> [What to produce]:
Your answer should be an exact copy of every record.

> [Data for analysis]:
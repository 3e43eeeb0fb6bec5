//! Adventure Phase behavior on hand-built boards.

use terrablocks::{
    Board, Direction, GameEvent, GameState, GenerationConfig, PlayerInput, Position, TerraResult,
    TerrainType,
};

fn quiet_config() -> GenerationConfig {
    let mut config = GenerationConfig::for_testing(21);
    config.treasure_chance = 0.0;
    config.safe_haven_chance = 0.0;
    config
}

#[test]
fn test_enemies_spawn_on_every_hazard() -> TerraResult<()> {
    let board = Board::from_rows(&["f=====", "!=!==!", "======"])?;
    let game_state = GameState::new_with_board(quiet_config(), board)?;

    let adventure = game_state.adventure().unwrap();
    let mut spawns: Vec<Position> = adventure.enemies.iter().map(|enemy| enemy.position).collect();
    spawns.sort_by_key(|pos| (pos.y, pos.x));
    assert_eq!(
        spawns,
        vec![Position::new(0, 1), Position::new(2, 1), Position::new(5, 1)]
    );
    Ok(())
}

#[test]
fn test_enemy_chases_after_player_moves() -> TerraResult<()> {
    let board = Board::from_rows(&["f=====", "======", "=====!"])?;
    let mut config = quiet_config();
    config.enemy_x_bias = 1.0;
    let mut game_state = GameState::new_with_board(config, board)?;

    game_state.handle_input(PlayerInput::Move(Direction::East));
    let events = game_state.update(0.016);

    assert!(events
        .iter()
        .any(|event| matches!(event, GameEvent::EnemyMoved { to, .. } if *to == Position::new(4, 2))));
    let adventure = game_state.adventure().unwrap();
    assert_eq!(adventure.enemies[0].position, Position::new(4, 2));
    Ok(())
}

#[test]
fn test_no_enemy_steps_without_player_moves() -> TerraResult<()> {
    let board = Board::from_rows(&["f===", "===!"])?;
    let mut game_state = GameState::new_with_board(quiet_config(), board)?;

    for _ in 0..10 {
        assert!(game_state.update(0.5).is_empty());
    }
    assert_eq!(
        game_state.adventure().unwrap().enemies[0].position,
        Position::new(3, 1)
    );
    Ok(())
}

#[test]
fn test_collisions_until_defeat() -> TerraResult<()> {
    let board = Board::from_rows(&["f!"])?;
    let mut config = quiet_config();
    config.player_health = 2;
    let mut game_state = GameState::new_with_board(config, board)?;
    game_state.score = 30;

    let first = game_state.handle_input(PlayerInput::Move(Direction::East));
    assert!(matches!(first[0], GameEvent::Collision { health_left: 1, .. }));
    assert_eq!(game_state.score, 5);

    let second = game_state.handle_input(PlayerInput::Move(Direction::East));
    assert!(second.contains(&GameEvent::PlayerDefeated));
    assert_eq!(game_state.score, 0);
    assert_eq!(game_state.statistics.collisions, 2);

    assert!(game_state
        .handle_input(PlayerInput::Move(Direction::East))
        .is_empty());
    Ok(())
}

#[test]
fn test_treasure_and_haven_rewards() -> TerraResult<()> {
    let board = Board::from_rows(&["f===", "===="])?;
    let mut config = quiet_config();
    config.treasure_chance = 1.0;
    config.safe_haven_chance = 1.0;
    config.safe_haven_rows = 1;
    let mut game_state = GameState::new_with_board(config.clone(), board)?;

    assert_eq!(game_state.board.row(1).unwrap(), &[TerrainType::SafeHaven; 4]);
    assert_eq!(game_state.adventure().unwrap().treasures.len(), 7);

    game_state.handle_input(PlayerInput::Move(Direction::East));
    assert_eq!(game_state.score, config.treasure_value as u64);

    game_state.handle_input(PlayerInput::Move(Direction::South));
    let expected = 2 * config.treasure_value + config.safe_haven_bonus;
    assert_eq!(game_state.score, expected as u64);
    assert_eq!(game_state.statistics.safe_havens_reached, 1);

    // Leaving and coming back pays no second bonus
    game_state.handle_input(PlayerInput::Move(Direction::North));
    game_state.handle_input(PlayerInput::Move(Direction::South));
    assert_eq!(game_state.statistics.safe_havens_reached, 1);
    Ok(())
}

#[test]
fn test_player_cannot_enter_empty_or_hazard() -> TerraResult<()> {
    let board = Board::from_rows(&["f.", "=="])?;
    let mut game_state = GameState::new_with_board(quiet_config(), board)?;

    assert!(game_state
        .handle_input(PlayerInput::Move(Direction::East))
        .is_empty());
    assert!(game_state
        .handle_input(PlayerInput::Move(Direction::North))
        .is_empty());
    let moved = game_state.handle_input(PlayerInput::Move(Direction::South));
    assert_eq!(
        moved,
        vec![GameEvent::PlayerMoved {
            from: Position::new(0, 0),
            to: Position::new(0, 1)
        }]
    );
    Ok(())
}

> [Exercise solution]:
repository 3e43eeeb0fb6bec5
//! Adventure Phase behavior on hand-built boards.

use terrablocks::{
    Board, Direction, GameEvent, GameState, GenerationConfig, PlayerInput, Position, TerraResult,
    TerrainType,
};

fn quiet_config() -> GenerationConfig {
    let mut config = GenerationConfig::for_testing(21);
    config.treasure_chance = 0.0;
    config.safe_haven_chance = 0.0;
    config
}

#[test]
fn test_enemies_spawn_on_every_hazard() -> TerraResult<()> {
    let board = Board::from_rows(&["f=====", "!=!==!", "======"])?;
    let game_state = GameState::new_with_board(quiet_config(), board)?;

    let adventure = game_state.adventure().unwrap();
    let mut spawns: Vec<Position> = adventure.enemies.iter().map(|enemy| enemy.position).collect();
    spawns.sort_by_key(|pos| (pos.y, pos.x));
    assert_eq!(
        spawns,
        vec![Position::new(0, 1), Position::new(2, 1), Position::new(5, 1)]
    );
    Ok(())
}

#[test]
fn test_enemy_chases_after_player_moves() -> TerraResult<()> {
    let board = Board::from_rows(&["f=====", "======", "=====!"])?;
    let mut config = quiet_config();
    config.enemy_x_bias = 1.0;
    let mut game_state = GameState::new_with_board(config, board)?;

    game_state.handle_input(PlayerInput::Move(Direction::East));
    let events = game_state.update(0.016);

    assert!(events
        .iter()
        .any(|event| matches!(event, GameEvent::EnemyMoved { to, .. } if *to == Position::new(4, 2))));
    let adventure = game_state.adventure().unwrap();
    assert_eq!(adventure.enemies[0].position, Position::new(4, 2));
    Ok(())
}

#[test]
fn test_no_enemy_steps_without_player_moves() -> TerraResult<()> {
    let board = Board::from_rows(&["f===", "===!"])?;
    let mut game_state = GameState::new_with_board(quiet_config(), board)?;

    for _ in 0..10 {
        assert!(game_state.update(0.5).is_empty());
    }
    assert_eq!(
        game_state.adventure().unwrap().enemies[0].position,
        Position::new(3, 1)
    );
    Ok(())
}

#[test]
fn test_collisions_until_defeat() -> TerraResult<()> {
    let board = Board::from_rows(&["f!"])?;
    let mut config = quiet_config();
    config.player_health = 2;
    let mut game_state = GameState::new_with_board(config, board)?;
    game_state.score = 30;

    let first = game_state.handle_input(PlayerInput::Move(Direction::East));
    assert!(matches!(first[0], GameEvent::Collision { health_left: 1, .. }));
    assert_eq!(game_state.score, 5);

    let second = game_state.handle_input(PlayerInput::Move(Direction::East));
    assert!(second.contains(&GameEvent::PlayerDefeated));
    assert_eq!(game_state.score, 0);
    assert_eq!(game_state.statistics.collisions, 2);

    assert!(game_state
        .handle_input(PlayerInput::Move(Direction::East))
        .is_empty());
    Ok(())
}

#[test]
fn test_treasure_and_haven_rewards() -> TerraResult<()> {
    let board = Board::from_rows(&["f===", "===="])?;
    let mut config = quiet_config();
    config.treasure_chance = 1.0;
    config.safe_haven_chance = 1.0;
    config.safe_haven_rows = 1;
    let mut game_state = GameState::new_with_board(config.clone(), board)?;

    assert_eq!(game_state.board.row(1).unwrap(), &[TerrainType::SafeHaven; 4]);
    assert_eq!(game_state.adventure().unwrap().treasures.len(), 7);

    game_state.handle_input(PlayerInput::Move(Direction::East));
    assert_eq!(game_state.score, config.treasure_value as u64);

    game_state.handle_input(PlayerInput::Move(Direction::South));
    let expected = 2 * config.treasure_value + config.safe_haven_bonus;
    assert_eq!(game_state.score, expected as u64);
    assert_eq!(game_state.statistics.safe_havens_reached, 1);

    // Leaving and coming back pays no second bonus
    game_state.handle_input(PlayerInput::Move(Direction::North));
    game_state.handle_input(PlayerInput::Move(Direction::South));
    assert_eq!(game_state.statistics.safe_havens_reached, 1);
    Ok(())
}

#[test]
fn test_player_cannot_enter_empty_or_hazard() -> TerraResult<()> {
    let board = Board::from_rows(&["f.", "=="])?;
    let mut game_state = GameState::new_with_board(quiet_config(), board)?;

    assert!(game_state
        .handle_input(PlayerInput::Move(Direction::East))
        .is_empty());
    assert!(game_state
        .handle_input(PlayerInput::Move(Direction::North))
        .is_empty());
    let moved = game_state.handle_input(PlayerInput::Move(Direction::South));
    assert_eq!(
        moved,
        vec![GameEvent::PlayerMoved {
            from: Position::new(0, 0),
            to: Position::new(0, 1)
        }]
    );
    Ok(())
}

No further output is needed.